//! Data source contract and registry
//!
//! Providers register once at startup and are read concurrently afterwards,
//! so the registry sits behind a read-write lock.

use crate::cache::ResultMap;
use crate::context::EvaluationContext;
use crate::error::{EvalError, EvalResult};
use clinlogic_criteria::LogicCriteria;
use clinlogic_types::{Cohort, Datatype};
use indexmap::IndexMap;
use log::{debug, info};
use parking_lot::RwLock;
use std::collections::{HashMap, HashSet};
use std::fmt;
use std::sync::Arc;

/// Default provider cache TTL (30 minutes)
pub const DEFAULT_TTL_SECONDS: u64 = 1800;

/// A pluggable provider of raw clinical data.
///
/// `read` receives the token-level criteria, must not mutate its inputs, and
/// answers for the whole cohort in one batched call. Only cohort members with
/// non-empty results appear in the returned map.
pub trait LogicDataSource: Send + Sync {
    /// Keys this source can answer
    fn keys(&self) -> Vec<String>;

    /// Whether the source declares `key`
    fn has_key(&self, key: &str) -> bool {
        self.keys().iter().any(|k| k == key)
    }

    /// Seconds a read stays cached
    fn default_ttl(&self) -> u64 {
        DEFAULT_TTL_SECONDS
    }

    /// Datatype of the values served under `key`, when the source knows it
    fn default_datatype(&self, _key: &str) -> Option<Datatype> {
        None
    }

    /// Read results for every cohort member
    fn read(
        &self,
        context: &EvaluationContext,
        cohort: &Cohort,
        criteria: &LogicCriteria,
    ) -> EvalResult<ResultMap>;
}

/// A registered data source
#[derive(Clone)]
pub struct DataSourceRegistration {
    pub name: String,
    pub keys: Vec<String>,
    pub default_ttl: u64,
    pub instance: Arc<dyn LogicDataSource>,
}

impl fmt::Debug for DataSourceRegistration {
    fn fmt(&self, f: &mut fmt::Formatter<'_>) -> fmt::Result {
        f.debug_struct("DataSourceRegistration")
            .field("name", &self.name)
            .field("keys", &self.keys)
            .field("default_ttl", &self.default_ttl)
            .finish_non_exhaustive()
    }
}

#[derive(Default)]
struct RegistryState {
    sources: IndexMap<String, DataSourceRegistration>,
    // key -> owning source name
    key_index: HashMap<String, String>,
}

/// Registry routing keys to data sources
#[derive(Default)]
pub struct DataSourceRegistry {
    state: RwLock<RegistryState>,
}

impl fmt::Debug for DataSourceRegistry {
    fn fmt(&self, f: &mut fmt::Formatter<'_>) -> fmt::Result {
        f.debug_struct("DataSourceRegistry")
            .field("sources", &self.names())
            .finish()
    }
}

impl DataSourceRegistry {
    /// Create an empty registry
    pub fn new() -> Self {
        Self::default()
    }

    /// Register a data source under `name`.
    ///
    /// Registering the same instance again is a no-op. A different instance
    /// under a taken name, or a key another source already serves, is an error.
    pub fn register(
        &self,
        name: impl Into<String>,
        instance: Arc<dyn LogicDataSource>,
    ) -> EvalResult<()> {
        let name = name.into();
        let mut state = self.state.write();

        if let Some(existing) = state.sources.get(&name) {
            if std::ptr::addr_eq(Arc::as_ptr(&existing.instance), Arc::as_ptr(&instance)) {
                debug!("Data source '{name}' already registered");
                return Ok(());
            }
            return Err(EvalError::duplicate_data_source(
                &name,
                "name already registered with a different instance",
            ));
        }

        let mut seen = HashSet::new();
        let mut keys = instance.keys();
        keys.retain(|key| seen.insert(key.clone()));
        for key in &keys {
            if let Some(owner) = state.key_index.get(key) {
                return Err(EvalError::duplicate_data_source(
                    &name,
                    format!("key '{key}' is already served by '{owner}'"),
                ));
            }
        }

        for key in &keys {
            state.key_index.insert(key.clone(), name.clone());
        }
        let registration = DataSourceRegistration {
            name: name.clone(),
            keys,
            default_ttl: instance.default_ttl(),
            instance,
        };
        info!(
            "Registered data source '{name}' with {} keys",
            registration.keys.len()
        );
        state.sources.insert(name, registration);
        Ok(())
    }

    /// Remove a data source and its keys
    pub fn unregister(&self, name: &str) -> Option<DataSourceRegistration> {
        let mut state = self.state.write();
        let registration = state.sources.shift_remove(name)?;
        for key in &registration.keys {
            state.key_index.remove(key);
        }
        info!("Unregistered data source '{name}'");
        Some(registration)
    }

    /// Get a data source by name
    pub fn get(&self, name: &str) -> Option<Arc<dyn LogicDataSource>> {
        self.state
            .read()
            .sources
            .get(name)
            .map(|r| Arc::clone(&r.instance))
    }

    /// Get a registration by name
    pub fn registration(&self, name: &str) -> Option<DataSourceRegistration> {
        self.state.read().sources.get(name).cloned()
    }

    /// Find the source declaring `key`
    pub fn resolve(&self, key: &str) -> EvalResult<DataSourceRegistration> {
        let state = self.state.read();
        state
            .key_index
            .get(key)
            .and_then(|name| state.sources.get(name))
            .cloned()
            .ok_or_else(|| EvalError::unknown_key(key))
    }

    /// Find `key` within the named source
    pub fn resolve_in(&self, source: &str, key: &str) -> EvalResult<DataSourceRegistration> {
        let state = self.state.read();
        match state.sources.get(source) {
            Some(registration) if registration.keys.iter().any(|k| k == key) => {
                Ok(registration.clone())
            }
            _ => Err(EvalError::unknown_key(format!("@{source} {key}"))),
        }
    }

    /// Whether any source declares `key`
    pub fn has_key(&self, key: &str) -> bool {
        self.state.read().key_index.contains_key(key)
    }

    /// Registered source names, in registration order
    pub fn names(&self) -> Vec<String> {
        self.state.read().sources.keys().cloned().collect()
    }

    /// Every registered key, grouped by source in registration order
    pub fn keys(&self) -> Vec<String> {
        self.state
            .read()
            .sources
            .values()
            .flat_map(|r| r.keys.iter().cloned())
            .collect()
    }

    pub fn len(&self) -> usize {
        self.state.read().sources.len()
    }

    pub fn is_empty(&self) -> bool {
        self.state.read().sources.is_empty()
    }
}

#[cfg(test)]
mod tests {
    use super::*;

    struct FixedSource {
        keys: Vec<String>,
    }

    impl FixedSource {
        fn new(keys: &[&str]) -> Arc<Self> {
            Arc::new(Self {
                keys: keys.iter().map(|k| k.to_string()).collect(),
            })
        }
    }

    impl LogicDataSource for FixedSource {
        fn keys(&self) -> Vec<String> {
            self.keys.clone()
        }

        fn read(
            &self,
            _context: &EvaluationContext,
            _cohort: &Cohort,
            _criteria: &LogicCriteria,
        ) -> EvalResult<ResultMap> {
            Ok(ResultMap::new())
        }
    }

    #[test]
    fn test_register_and_resolve() {
        let registry = DataSourceRegistry::new();
        registry
            .register("person", FixedSource::new(&["GENDER", "AGE"]))
            .unwrap();
        assert_eq!(registry.resolve("AGE").unwrap().name, "person");
        assert_eq!(registry.resolve("AGE").unwrap().default_ttl, DEFAULT_TTL_SECONDS);
        assert!(matches!(
            registry.resolve("WEIGHT"),
            Err(EvalError::UnknownKey { .. })
        ));
    }

    #[test]
    fn test_same_instance_is_noop() {
        let registry = DataSourceRegistry::new();
        let source = FixedSource::new(&["GENDER"]);
        registry.register("person", source.clone()).unwrap();
        registry.register("person", source).unwrap();
        assert_eq!(registry.len(), 1);
    }

    #[test]
    fn test_different_instance_conflicts() {
        let registry = DataSourceRegistry::new();
        registry
            .register("person", FixedSource::new(&["GENDER"]))
            .unwrap();
        let err = registry
            .register("person", FixedSource::new(&["GENDER"]))
            .unwrap_err();
        assert!(matches!(err, EvalError::DuplicateDataSource { .. }));
    }

    #[test]
    fn test_key_collision_conflicts() {
        let registry = DataSourceRegistry::new();
        registry
            .register("person", FixedSource::new(&["GENDER"]))
            .unwrap();
        let err = registry
            .register("demographics", FixedSource::new(&["GENDER"]))
            .unwrap_err();
        assert!(matches!(err, EvalError::DuplicateDataSource { .. }));
        assert!(registry.get("demographics").is_none());
    }

    #[test]
    fn test_unregister_frees_keys() {
        let registry = DataSourceRegistry::new();
        registry
            .register("person", FixedSource::new(&["GENDER"]))
            .unwrap();
        assert!(registry.unregister("person").is_some());
        assert!(registry.is_empty());
        registry
            .register("demographics", FixedSource::new(&["GENDER"]))
            .unwrap();
        assert_eq!(registry.resolve("GENDER").unwrap().name, "demographics");
    }

    #[test]
    fn test_resolve_in_scopes_to_source() {
        let registry = DataSourceRegistry::new();
        registry
            .register("pharmacy", FixedSource::new(&["visit.pharmacy"]))
            .unwrap();
        registry.register("obs", FixedSource::new(&["WEIGHT"])).unwrap();
        assert!(registry.resolve_in("pharmacy", "visit.pharmacy").is_ok());
        assert!(registry.resolve_in("obs", "visit.pharmacy").is_err());
        assert!(registry.resolve_in("nowhere", "WEIGHT").is_err());
        assert_eq!(registry.keys(), vec!["visit.pharmacy", "WEIGHT"]);
    }
}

:: Task ::
Restate the data verbatim through the "its inputs, and" line.

:: Result ::
//! Data source contract and registry
//!
//! Providers register once at startup and are read concurrently afterwards,
//! so the registry sits behind a read-write lock.

use crate::cache::ResultMap;
use crate::context::EvaluationContext;
use crate::error::{EvalError, EvalResult};
use clinlogic_criteria::LogicCriteria;
use clinlogic_types::{Cohort, Datatype};
use indexmap::IndexMap;
use log::{debug, info};
use parking_lot::RwLock;
use std::collections::{HashMap, HashSet};
use std::fmt;
use std::sync::Arc;

/// Default provider cache TTL (30 minutes)
pub const DEFAULT_TTL_SECONDS: u64 = 1800;

/// A pluggable provider of raw clinical data.
///
/// `read` receives the token-level criteria, must not mutate its inputs, and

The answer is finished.